**How to complete this task:**
Read the records below and report each line in which "SCHEME" occurs.

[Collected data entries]
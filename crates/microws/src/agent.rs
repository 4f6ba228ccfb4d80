//! The agent: registry announcement, namespace resolution, outbound calls
//! and inbound service binding
//!
//! An [`Agent`] is cheap to clone; every clone drives the same fabric.

use crate::{AgentConfig, AgentError, Container, Context, Result, Service};
use microws_net::address::{normalize_cmd, SCHEME};
use microws_net::{detect_port, Address, Channel, Fabric, FabricConfig, FabricObserver, ObserverId};
use microws_proto::directory as commands;
use microws_proto::{status, Exception};
use serde_json::Value;
use std::collections::HashMap;
use std::sync::atomic::{AtomicBool, Ordering};
use std::sync::{Arc, Weak};
use std::time::Duration;
use tokio::sync::Mutex;
use tokio_util::sync::CancellationToken;
use tracing::{debug, error, info, warn};

struct AgentInner {
    config: AgentConfig,
    fabric: Arc<Fabric>,
    container: Arc<Container>,
    /// namespace -> channel serving it
    cache: Mutex<HashMap<String, Arc<Channel>>>,
    observer: Mutex<Option<ObserverId>>,
    shutdown: CancellationToken,
    reconnecting: AtomicBool,
}

/// Client-side facade over a fabric and the registry
#[derive(Clone)]
pub struct Agent {
    inner: Arc<AgentInner>,
}

impl std::fmt::Debug for Agent {
    fn fmt(&self, f: &mut std::fmt::Formatter<'_>) -> std::fmt::Result {
        f.debug_struct("Agent")
            .field("namespace", &self.inner.config.namespace)
            .field("registry", &self.inner.config.registry)
            .finish()
    }
}

/// Reacts to channel loss on behalf of an agent
struct Watch {
    agent: Weak<AgentInner>,
}

impl FabricObserver for Watch {
    fn on_disconnect(&self, channel: &Arc<Channel>) {
        let Some(inner) = self.agent.upgrade() else {
            return;
        };
        let channel = Arc::clone(channel);
        tokio::spawn(async move { Agent { inner }.on_channel_lost(channel).await });
    }
}

impl Agent {
    /// Create an agent with an empty container
    pub fn new(config: AgentConfig) -> Self {
        Self::with_container(config, Container::new())
    }

    /// Create an agent whose services are built from `container`
    pub fn with_container(config: AgentConfig, container: Container) -> Self {
        let fabric = Fabric::new(FabricConfig {
            listen_host: config.listen_host.clone(),
            announce_host: config.host.clone(),
            connect_timeout: config.connect_timeout,
            ..FabricConfig::default()
        });

        Self {
            inner: Arc::new(AgentInner {
                config,
                fabric,
                container: Arc::new(container),
                cache: Mutex::new(HashMap::new()),
                observer: Mutex::new(None),
                shutdown: CancellationToken::new(),
                reconnecting: AtomicBool::new(false),
            }),
        }
    }

    /// Agent configuration
    pub fn config(&self) -> &AgentConfig {
        &self.inner.config
    }

    /// Underlying connection fabric
    pub fn fabric(&self) -> &Arc<Fabric> {
        &self.inner.fabric
    }

    /// Container services are created from
    pub fn container(&self) -> &Arc<Container> {
        &self.inner.container
    }

    /// `host:port` this agent announces, once initialized
    pub async fn local_host(&self) -> Option<String> {
        self.inner.fabric.identity().await
    }

    /// Start listening, then announce the namespace to the registry
    pub async fn initialize(&self) -> Result<()> {
        let config = &self.inner.config;
        config.validate()?;

        let port = detect_port(&config.listen_host, config.port).await?;
        if config.port != 0 && port != config.port {
            warn!("Port {} is taken, listening on {} instead", config.port, port);
        }
        self.inner.fabric.listen(port).await?;

        let observer = self
            .inner
            .fabric
            .subscribe(Arc::new(Watch {
                agent: Arc::downgrade(&self.inner),
            }))
            .await;
        if let Some(previous) = self.inner.observer.lock().await.replace(observer) {
            self.inner.fabric.unsubscribe(previous).await;
        }

        self.announce().await?;

        let host = self.local_host().await.unwrap_or_default();
        info!(
            "Agent '{}' ready on ws://{} (registry {})",
            config.namespace, host, config.registry
        );
        Ok(())
    }

    /// Channel serving `namespace`, resolved through the registry on a miss
    pub async fn where_namespace(&self, namespace: &str) -> Result<Arc<Channel>> {
        if let Some(channel) = self.cached(namespace).await {
            return Ok(channel);
        }

        let registry = self
            .inner
            .fabric
            .channel(&self.inner.config.registry)
            .await
            .ok_or_else(|| AgentError::DirectoryUnavailable {
                registry: self.inner.config.registry.clone(),
            })?;

        let reply = registry
            .fetch(
                commands::PROTOCOL,
                commands::WHERE,
                vec![Value::from(namespace)],
                self.inner.config.request_timeout,
            )
            .await?
            .response()
            .await?;

        let Value::String(host) = reply else {
            return Err(AgentError::NotFound {
                namespace: namespace.to_string(),
            });
        };

        let channel = self.inner.fabric.acquire(&host).await?;
        debug!("Resolved namespace {} -> {}", namespace, host);
        self.inner
            .cache
            .lock()
            .await
            .insert(namespace.to_string(), Arc::clone(&channel));
        Ok(channel)
    }

    /// Memoized live channel for `namespace`
    pub async fn cached(&self, namespace: &str) -> Option<Arc<Channel>> {
        self.inner
            .cache
            .lock()
            .await
            .get(namespace)
            .filter(|channel| !channel.is_closed())
            .cloned()
    }

    /// Call `ws://<namespace>/<cmd>` with `args` as props
    ///
    /// `timeout` defaults to the configured request timeout.
    pub async fn fetch(&self, address: &str, args: Vec<Value>, timeout: Option<Duration>) -> Result<Value> {
        let address = Address::parse(address)?;
        let channel = self.where_namespace(&address.namespace).await?;
        let timeout = timeout.unwrap_or(self.inner.config.request_timeout);

        let call = channel.fetch(SCHEME, &address.cmd, args, timeout).await?;
        debug!("Call {} -> {} (id {})", address, channel.host(), call.id());
        Ok(call.response().await?)
    }

    /// Serve `S` under `cmd` (`"sum"` and `"/sum"` are the same command)
    pub async fn bind<S: Service>(&self, cmd: &str) -> Result<()> {
        let cmd = normalize_cmd(cmd);
        let agent = Arc::downgrade(&self.inner);

        let procedure = move |channel: Arc<Channel>, props: Vec<Value>| {
            let agent = agent.clone();
            async move {
                let inner = agent
                    .upgrade()
                    .ok_or_else(|| Exception::abort_with("Agent terminated"))?;
                Agent { inner }.invoke::<S>(channel, props).await
            }
        };
        self.inner.fabric.bind(SCHEME, &cmd, Arc::new(procedure)).await?;

        debug!("Bound {}://{}{}", SCHEME, self.inner.config.namespace, cmd);
        Ok(())
    }

    /// Stop reconnecting, close every channel and release the container
    pub async fn terminate(&self) {
        if self.inner.shutdown.is_cancelled() {
            return;
        }
        self.inner.shutdown.cancel();

        if let Some(observer) = self.inner.observer.lock().await.take() {
            self.inner.fabric.unsubscribe(observer).await;
        }
        self.inner.cache.lock().await.clear();
        self.inner.fabric.close().await;
        self.inner.container.clear();

        info!("Agent '{}' terminated", self.inner.config.namespace);
    }

    async fn invoke<S: Service>(self, channel: Arc<Channel>, props: Vec<Value>) -> std::result::Result<Value, Exception> {
        let service = S::create(&self.inner.container)?;
        let args: S::Args = serde_json::from_value(Value::Array(props))
            .map_err(|e| Exception::new(status::BAD_REQUEST, format!("Invalid arguments: {}", e)))?;

        let context = Context::new(channel, self);
        let output = service.exec(&context, args).await?;
        serde_json::to_value(output)
            .map_err(|e| Exception::internal(format!("Unserializable result: {}", e)))
    }

    /// Dial the registry and announce our namespace
    async fn announce(&self) -> Result<()> {
        let config = &self.inner.config;
        let registry = self.inner.fabric.acquire(&config.registry).await?;
        registry
            .fetch(
                commands::PROTOCOL,
                commands::ONLINE,
                vec![Value::from(config.namespace.as_str())],
                config.request_timeout,
            )
            .await?
            .response()
            .await?;

        info!("Announced '{}' to registry {}", config.namespace, config.registry);
        Ok(())
    }

    async fn on_channel_lost(self, channel: Arc<Channel>) {
        if self.inner.shutdown.is_cancelled() {
            return;
        }

        if channel.host() == self.inner.config.registry {
            warn!("Lost registry {}", channel.host());
            // Entries resolved before the loss may be stale
            self.inner.cache.lock().await.clear();
            self.spawn_reconnect();
            return;
        }

        let mut cache = self.inner.cache.lock().await;
        cache.retain(|namespace, cached| {
            let stale = Arc::ptr_eq(cached, &channel) || cached.host() == channel.host();
            if stale {
                debug!("Evicting namespace {} ({})", namespace, channel.host());
            }
            !stale
        });
    }

    fn spawn_reconnect(&self) {
        if self.inner.reconnecting.swap(true, Ordering::SeqCst) {
            debug!("Registry reconnect already running");
            return;
        }

        let agent = self.clone();
        tokio::spawn(async move {
            let recovered = agent.reconnect().await;
            agent.inner.reconnecting.store(false, Ordering::SeqCst);

            // The fresh link may have dropped before the flag was cleared
            if recovered
                && !agent.inner.shutdown.is_cancelled()
                && agent.inner.fabric.channel(&agent.inner.config.registry).await.is_none()
            {
                agent.spawn_reconnect();
            }
        });
    }

    async fn reconnect(&self) -> bool {
        let config = &self.inner.config;
        let policy = &config.reconnect;

        for attempt in 0..policy.max_attempts {
            let delay = policy.delay_for(attempt);
            debug!(
                "Reconnecting to registry {} in {:?} (attempt {}/{})",
                config.registry,
                delay,
                attempt + 1,
                policy.max_attempts
            );

            tokio::select! {
                _ = self.inner.shutdown.cancelled() => return false,
                _ = tokio::time::sleep(delay) => {}
            }

            match self.announce().await {
                Ok(()) => {
                    info!("Reconnected to registry {}", config.registry);
                    return true;
                }
                Err(e) => warn!("Registry reconnect attempt {} failed: {}", attempt + 1, e),
            }
        }

        error!(
            "Giving up on registry {} after {} attempts; serving without a directory",
            config.registry, policy.max_attempts
        );
        false
    }
}

#[cfg(test)]
mod tests;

**Output of the exercise:**
use microws_net::address::{normalize_cmd, SCHEME};
        let call = channel.fetch(SCHEME, &address.cmd, args, timeout).await?;
        self.inner.fabric.bind(SCHEME, &cmd, Arc::new(procedure)).await?;
        debug!("Bound {}://{}{}", SCHEME, self.inner.config.namespace, cmd);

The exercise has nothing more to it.